A finance scandal that has rocked Kingman City Hall has sparked elected officials to contemplate withdrawing the tax proposal they were placing before voters in a special election in May.
They fear allegations that the No. 2 officer in the northwestern Arizona city’s finance department stole more than $300,000 from the city to cover her gambling debt could create an unfavorable climate for asking voters to impose a primary property tax upon themselves. The city does not now assess a primary property tax.
“I have no doubt that this will, if not partially, fully derail the property tax,” said City Council member Mark Abram. “Where is the trust in the city leaders if they allow something like this to happen that they’re not even aware of?”
Mayor Richard Anderson also said he thinks it best that the city shelve its property tax proposal due to shaken public confidence.
“I believe we have to re-create trust,” Anderson said.

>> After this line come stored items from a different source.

//! Layout: grid solving, whole-tree geometry, asset fitting.

pub mod engine;
pub mod fit;
pub mod grid;

pub use engine::Geometry;
pub use fit::{fit_content, ContentBox};
pub use grid::{GridSpec, LayoutError, SolvedGrid, Track};
//! Headless testing helpers: a recording surface, a fixed asset resolver and
//! text dumps of resolved geometry.
//!
//! Use [`RecordingSurface`] to drive a [`Dashboard`](crate::dashboard::Dashboard)
//! without a display and inspect the dirty regions it reports. Use
//! [`geometry_to_string`] and [`visible_to_string`] for snapshot-style
//! assertions.

pub mod fixtures;
pub mod snapshot;

pub use fixtures::{FixedAssets, RecordingSurface};
pub use snapshot::{geometry_to_string, visible_to_string};
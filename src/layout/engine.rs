//! Geometry solving for the whole element tree.
//!
//! [`Geometry::solve`] walks every root of the tree (the tab pages root and
//! each popup) and assigns an absolute [`Region`] to every element. All tab
//! pages and all popups are laid out, so switching tabs or opening a popup
//! never re-derives geometry.

use slotmap::SecondaryMap;
use tracing::trace;

use crate::dom::{
    ElementKind, ElementTree, NavLocation, NodeId, Orientation, PopupSpec, TabPagesSpec, TileSpec,
};
use crate::error::{Error, Result};
use crate::expr::SizeSpec;
use crate::geometry::{Region, Size};

use super::grid::{GridSpec, LayoutError};

/// Resolved geometry of every element.
#[derive(Debug, Clone, Default)]
pub struct Geometry {
    surface: Size,
    regions: SecondaryMap<NodeId, Region>,
}

impl Geometry {
    /// Solve every root of `tree` against a display of size `surface`.
    pub fn solve(tree: &ElementTree, surface: Size) -> Result<Geometry> {
        let mut geometry = Geometry {
            surface,
            regions: SecondaryMap::new(),
        };
        let screen = surface.to_region();
        if !surface.is_positive() {
            let element = tree
                .roots()
                .first()
                .map(|&root| tree.describe(root))
                .unwrap_or_else(|| "<display>".into());
            return Err(Error::layout(
                element,
                LayoutError::NonPositiveBox {
                    property: "surface",
                    width: surface.width,
                    height: surface.height,
                },
            ));
        }

        for &root in tree.roots() {
            let region = match tree.get(root).map(|data| &data.kind) {
                Some(ElementKind::PopupMenu(spec)) => {
                    popup_region(spec, surface).map_err(|e| Error::layout(tree.describe(root), e))?
                }
                _ => screen,
            };
            geometry.solve_subtree(tree, root, region)?;
        }
        trace!(nodes = geometry.regions.len(), ?surface, "geometry solved");
        Ok(geometry)
    }

    fn solve_subtree(&mut self, tree: &ElementTree, root: NodeId, region: Region) -> Result<()> {
        let mut stack = vec![(root, region)];
        while let Some((node, region)) = stack.pop() {
            self.regions.insert(node, region);
            let Some(data) = tree.get(node) else {
                continue;
            };
            let children = tree.children(node);
            if children.is_empty() {
                continue;
            }
            let boxes = child_regions(&data.kind, region, children.len(), self.surface)
                .map_err(|e| Error::layout(tree.describe(node), e))?;
            for (&child, child_region) in children.iter().zip(boxes).rev() {
                stack.push((child, child_region));
            }
        }
        Ok(())
    }

    /// The display size this geometry was solved for.
    pub fn surface(&self) -> Size {
        self.surface
    }

    /// The resolved box of `node`.
    pub fn region(&self, node: NodeId) -> Option<Region> {
        self.regions.get(node).copied()
    }

    /// Every resolved box.
    pub fn iter(&self) -> impl Iterator<Item = (NodeId, Region)> + '_ {
        self.regions.iter().map(|(node, region)| (node, *region))
    }

    /// Number of elements with a resolved box.
    pub fn len(&self) -> usize {
        self.regions.len()
    }

    /// Whether no element has been laid out.
    pub fn is_empty(&self) -> bool {
        self.regions.is_empty()
    }
}

/// Boxes for the children of a container, in child order.
fn child_regions(
    kind: &ElementKind,
    region: Region,
    count: usize,
    surface: Size,
) -> std::result::Result<Vec<Region>, LayoutError> {
    match kind {
        ElementKind::GridLayout(spec) => Ok(spec.solve(region)?.cells),
        ElementKind::Tile(spec) => tile_grid(spec)
            .solve(region)
            .map(|g| g.cells)
            .map_err(|e| rename(e, "icon_size")),
        ElementKind::PopupMenu(spec) => {
            if spec.has_title && count > 1 {
                let grid = GridSpec::new(2, 1)
                    .with_row_sizes(vec![spec.title_height.clone(), SizeSpec::Auto]);
                grid.solve(region)
                    .map(|g| g.cells)
                    .map_err(|e| rename(e, "title_height"))
            } else {
                Ok(vec![region; count])
            }
        }
        ElementKind::TabPages(spec) => tab_regions(spec, region, count, surface),
        ElementKind::Button | ElementKind::Icon | ElementKind::Picture(_) => Ok(Vec::new()),
    }
}

/// The two-track grid holding a tile's icon and name.
fn tile_grid(spec: &TileSpec) -> GridSpec {
    match spec.orientation {
        Orientation::Vertical => {
            GridSpec::new(2, 1).with_row_sizes(vec![spec.icon_size.clone(), SizeSpec::Auto])
        }
        Orientation::Horizontal => {
            GridSpec::new(1, 2).with_column_sizes(vec![spec.icon_size.clone(), SizeSpec::Auto])
        }
    }
}

/// Report errors of a generated grid under the property that sized it.
fn rename(err: LayoutError, property: &'static str) -> LayoutError {
    match err {
        LayoutError::Expression { source, .. } => LayoutError::Expression {
            property: property.into(),
            source,
        },
        other => LayoutError::Within {
            property,
            source: Box::new(other),
        },
    }
}

/// Navigation bar (if any) followed by one shared box per page.
fn tab_regions(
    spec: &TabPagesSpec,
    region: Region,
    count: usize,
    surface: Size,
) -> std::result::Result<Vec<Region>, LayoutError> {
    if !spec.has_navigation {
        return Ok(vec![region; count]);
    }
    let thickness = spec
        .navigation_size
        .pixels(surface)
        .map_err(|source| LayoutError::Expression {
            property: "navigation_size".into(),
            source,
        })?
        .unwrap_or_else(|| default_navigation_size(spec.location, surface));
    let available = if spec.location.is_horizontal() {
        region.height
    } else {
        region.width
    };
    if thickness <= 0 {
        return Err(LayoutError::NonPositiveBox {
            property: "navigation_size",
            width: if spec.location.is_horizontal() { region.width } else { thickness },
            height: if spec.location.is_horizontal() { thickness } else { region.height },
        });
    }
    if thickness >= available {
        return Err(LayoutError::Oversized {
            property: "navigation_size",
            required: thickness,
            available,
        });
    }

    let (navigation, pages) = match spec.location {
        NavLocation::Top => region.split_horizontal(thickness),
        NavLocation::Bottom => {
            let (pages, nav) = region.split_horizontal(region.height - thickness);
            (nav, pages)
        }
        NavLocation::Left => region.split_vertical(thickness),
        NavLocation::Right => {
            let (pages, nav) = region.split_vertical(region.width - thickness);
            (nav, pages)
        }
    };
    let mut regions = vec![navigation];
    regions.extend(std::iter::repeat(pages).take(count.saturating_sub(1)));
    Ok(regions)
}

/// Bar thickness when none is configured: a tenth of the height for a
/// horizontal bar, fifteen percent of the width for a vertical one.
pub fn default_navigation_size(location: NavLocation, surface: Size) -> i32 {
    if location.is_horizontal() {
        (surface.height as f64 * 0.1).round() as i32
    } else {
        (surface.width as f64 * 0.15).round() as i32
    }
}

/// Box of a popup on a display of size `surface`.
fn popup_region(spec: &PopupSpec, surface: Size) -> std::result::Result<Region, LayoutError> {
    let axis = |value: &SizeSpec, property: &'static str, available: i32| {
        let px = value
            .pixels(surface)
            .map_err(|source| LayoutError::Expression {
                property: property.into(),
                source,
            })?
            .unwrap_or(available);
        if px > available {
            return Err(LayoutError::Oversized {
                property,
                required: px,
                available,
            });
        }
        Ok(px)
    };
    let width = axis(&spec.width, "width", surface.width)?;
    let height = axis(&spec.height, "height", surface.height)?;
    if width <= 0 || height <= 0 {
        return Err(LayoutError::NonPositiveBox {
            property: if width <= 0 { "width" } else { "height" },
            width,
            height,
        });
    }
    Ok(surface
        .to_region()
        .place(Size::new(width, height), spec.horizontal, spec.vertical))
}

Anderson said the city obviously lacked internal safeguards and checks and balances over the Employee Benefit Trust account from which budget analyst Diane Richards is alleged to have transferred funds to pay off credit card bills saturated with Laughlin gambling debt.
Court records unsealed Thursday revealed the thrust of the investigation spearheaded by the Arizona attorney general’s office. A probable cause statement indicated that Richards is suspected of theft, fraud, computer tampering and money laundering.
Anderson said Finance Director Tina Moline and staff are working to implement new protocols to protect the public treasury.
“We are going to fix our deficiencies and add improvements to the system,” the mayor said.
Richards’ employment, after 20 years, was terminated by the city Wednesday. The Kingman Police Department said Richards has been cooperating with investigators.
Mia Garcia, spokeswoman for the attorney general’s office, said she couldn’t comment because the investigation is continuing.